■ Material shown ■

···

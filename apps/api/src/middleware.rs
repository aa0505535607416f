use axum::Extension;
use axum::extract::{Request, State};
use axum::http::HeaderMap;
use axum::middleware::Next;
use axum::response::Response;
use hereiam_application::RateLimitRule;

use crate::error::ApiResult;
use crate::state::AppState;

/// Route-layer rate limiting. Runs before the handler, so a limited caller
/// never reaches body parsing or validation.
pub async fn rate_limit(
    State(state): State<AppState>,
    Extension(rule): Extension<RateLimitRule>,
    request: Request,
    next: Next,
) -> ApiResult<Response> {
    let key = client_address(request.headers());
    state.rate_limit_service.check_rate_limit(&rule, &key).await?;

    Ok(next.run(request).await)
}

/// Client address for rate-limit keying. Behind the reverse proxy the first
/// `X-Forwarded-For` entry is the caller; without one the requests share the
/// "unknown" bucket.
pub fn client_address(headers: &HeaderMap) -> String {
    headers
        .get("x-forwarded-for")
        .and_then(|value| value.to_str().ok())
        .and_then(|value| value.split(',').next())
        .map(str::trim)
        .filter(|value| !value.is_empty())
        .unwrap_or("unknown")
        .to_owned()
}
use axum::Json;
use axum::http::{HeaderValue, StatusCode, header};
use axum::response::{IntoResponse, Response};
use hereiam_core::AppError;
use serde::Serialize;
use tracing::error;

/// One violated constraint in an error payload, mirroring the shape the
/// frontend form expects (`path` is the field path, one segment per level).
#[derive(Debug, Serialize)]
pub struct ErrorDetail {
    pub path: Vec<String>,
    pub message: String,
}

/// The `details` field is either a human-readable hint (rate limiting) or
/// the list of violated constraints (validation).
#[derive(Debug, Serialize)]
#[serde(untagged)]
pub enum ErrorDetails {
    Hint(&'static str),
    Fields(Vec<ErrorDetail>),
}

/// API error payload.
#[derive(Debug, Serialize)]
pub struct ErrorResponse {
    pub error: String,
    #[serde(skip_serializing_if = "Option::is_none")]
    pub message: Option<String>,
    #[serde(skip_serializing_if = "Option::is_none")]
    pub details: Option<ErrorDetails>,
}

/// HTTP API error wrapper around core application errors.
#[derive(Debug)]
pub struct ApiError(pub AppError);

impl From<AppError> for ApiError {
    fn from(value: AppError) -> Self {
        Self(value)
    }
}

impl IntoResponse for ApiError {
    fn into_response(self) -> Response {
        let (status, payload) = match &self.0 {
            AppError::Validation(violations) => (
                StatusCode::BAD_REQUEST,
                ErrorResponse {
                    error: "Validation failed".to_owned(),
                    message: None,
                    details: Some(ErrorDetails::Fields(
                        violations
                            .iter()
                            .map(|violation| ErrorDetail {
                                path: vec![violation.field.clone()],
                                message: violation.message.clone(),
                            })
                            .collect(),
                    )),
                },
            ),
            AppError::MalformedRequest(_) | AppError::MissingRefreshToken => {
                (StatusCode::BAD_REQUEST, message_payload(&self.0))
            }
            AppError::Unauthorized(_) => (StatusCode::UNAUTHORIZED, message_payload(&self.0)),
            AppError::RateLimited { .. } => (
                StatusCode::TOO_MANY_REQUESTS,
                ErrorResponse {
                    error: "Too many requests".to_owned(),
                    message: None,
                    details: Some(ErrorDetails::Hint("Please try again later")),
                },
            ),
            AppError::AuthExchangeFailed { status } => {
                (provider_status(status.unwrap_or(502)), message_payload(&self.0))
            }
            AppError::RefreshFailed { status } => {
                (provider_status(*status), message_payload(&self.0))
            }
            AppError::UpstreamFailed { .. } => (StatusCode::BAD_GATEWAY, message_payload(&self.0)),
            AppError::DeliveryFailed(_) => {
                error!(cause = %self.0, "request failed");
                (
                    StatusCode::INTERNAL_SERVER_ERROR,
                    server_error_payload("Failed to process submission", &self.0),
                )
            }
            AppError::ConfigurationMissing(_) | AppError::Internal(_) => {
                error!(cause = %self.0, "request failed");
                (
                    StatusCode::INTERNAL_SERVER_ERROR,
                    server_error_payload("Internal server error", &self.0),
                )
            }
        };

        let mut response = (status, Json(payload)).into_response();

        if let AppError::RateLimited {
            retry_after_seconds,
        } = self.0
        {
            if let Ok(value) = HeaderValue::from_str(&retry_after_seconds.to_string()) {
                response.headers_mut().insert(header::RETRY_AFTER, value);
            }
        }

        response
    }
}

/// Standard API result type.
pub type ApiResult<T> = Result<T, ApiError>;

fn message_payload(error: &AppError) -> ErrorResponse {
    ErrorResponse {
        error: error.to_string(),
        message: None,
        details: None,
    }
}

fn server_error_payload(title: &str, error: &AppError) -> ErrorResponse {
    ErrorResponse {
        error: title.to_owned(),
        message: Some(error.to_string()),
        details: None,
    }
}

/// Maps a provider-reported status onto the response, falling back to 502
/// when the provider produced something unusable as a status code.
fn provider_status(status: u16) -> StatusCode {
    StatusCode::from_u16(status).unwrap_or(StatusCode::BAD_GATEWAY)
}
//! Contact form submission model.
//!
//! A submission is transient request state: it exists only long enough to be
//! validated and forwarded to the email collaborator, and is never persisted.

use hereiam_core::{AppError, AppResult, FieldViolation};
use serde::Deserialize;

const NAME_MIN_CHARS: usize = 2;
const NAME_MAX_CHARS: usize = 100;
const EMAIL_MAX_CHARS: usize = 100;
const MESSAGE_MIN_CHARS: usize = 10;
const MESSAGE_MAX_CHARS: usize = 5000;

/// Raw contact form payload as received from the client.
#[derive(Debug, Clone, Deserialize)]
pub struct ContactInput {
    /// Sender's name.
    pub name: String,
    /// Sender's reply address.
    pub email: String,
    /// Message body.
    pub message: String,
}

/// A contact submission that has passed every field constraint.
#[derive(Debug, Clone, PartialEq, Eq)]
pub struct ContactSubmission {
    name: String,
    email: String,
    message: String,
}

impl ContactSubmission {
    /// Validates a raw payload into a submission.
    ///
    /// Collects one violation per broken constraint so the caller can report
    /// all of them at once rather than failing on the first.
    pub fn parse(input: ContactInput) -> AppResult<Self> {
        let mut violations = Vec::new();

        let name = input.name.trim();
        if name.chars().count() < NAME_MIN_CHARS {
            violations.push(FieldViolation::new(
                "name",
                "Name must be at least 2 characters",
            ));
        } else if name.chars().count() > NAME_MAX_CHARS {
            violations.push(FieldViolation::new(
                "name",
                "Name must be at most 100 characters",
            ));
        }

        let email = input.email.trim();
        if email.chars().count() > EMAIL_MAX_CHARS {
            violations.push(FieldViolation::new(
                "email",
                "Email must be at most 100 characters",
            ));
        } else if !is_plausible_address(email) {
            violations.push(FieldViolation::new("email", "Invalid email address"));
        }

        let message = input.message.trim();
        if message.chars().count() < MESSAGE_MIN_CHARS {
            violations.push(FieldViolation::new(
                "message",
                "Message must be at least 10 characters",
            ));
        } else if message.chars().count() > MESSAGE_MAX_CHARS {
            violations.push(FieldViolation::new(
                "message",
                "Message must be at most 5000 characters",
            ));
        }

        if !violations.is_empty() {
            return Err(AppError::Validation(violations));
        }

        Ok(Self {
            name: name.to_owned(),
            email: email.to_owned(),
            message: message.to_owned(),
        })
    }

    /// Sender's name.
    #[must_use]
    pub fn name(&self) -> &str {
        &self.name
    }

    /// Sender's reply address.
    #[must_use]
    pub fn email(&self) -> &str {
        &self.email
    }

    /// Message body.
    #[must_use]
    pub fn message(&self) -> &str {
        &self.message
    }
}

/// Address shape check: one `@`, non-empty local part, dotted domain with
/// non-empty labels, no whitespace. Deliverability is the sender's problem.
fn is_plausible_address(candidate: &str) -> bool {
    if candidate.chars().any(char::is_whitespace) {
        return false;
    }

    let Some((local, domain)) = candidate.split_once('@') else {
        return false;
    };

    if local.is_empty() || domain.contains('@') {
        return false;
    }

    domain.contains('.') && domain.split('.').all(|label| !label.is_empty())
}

···

■ What you will do ■
Lines from the top of the data above through the line containing "state.rate_limit_service.check_rate_limit(&rule, &key).await?;" must be repeated exactly. All other lines stay out.

■ Solution to this problem ■
filename apps/api/src/middleware.rs
repository aa0505535607416f
use axum::Extension;
use axum::extract::{Request, State};
use axum::http::HeaderMap;
use axum::middleware::Next;
use axum::response::Response;
use hereiam_application::RateLimitRule;

use crate::error::ApiResult;
use crate::state::AppState;

/// Route-layer rate limiting. Runs before the handler, so a limited caller
/// never reaches body parsing or validation.
pub async fn rate_limit(
    State(state): State<AppState>,
    Extension(rule): Extension<RateLimitRule>,
    request: Request,
    next: Next,
) -> ApiResult<Response> {
    let key = client_address(request.headers());
    state.rate_limit_service.check_rate_limit(&rule, &key).await?;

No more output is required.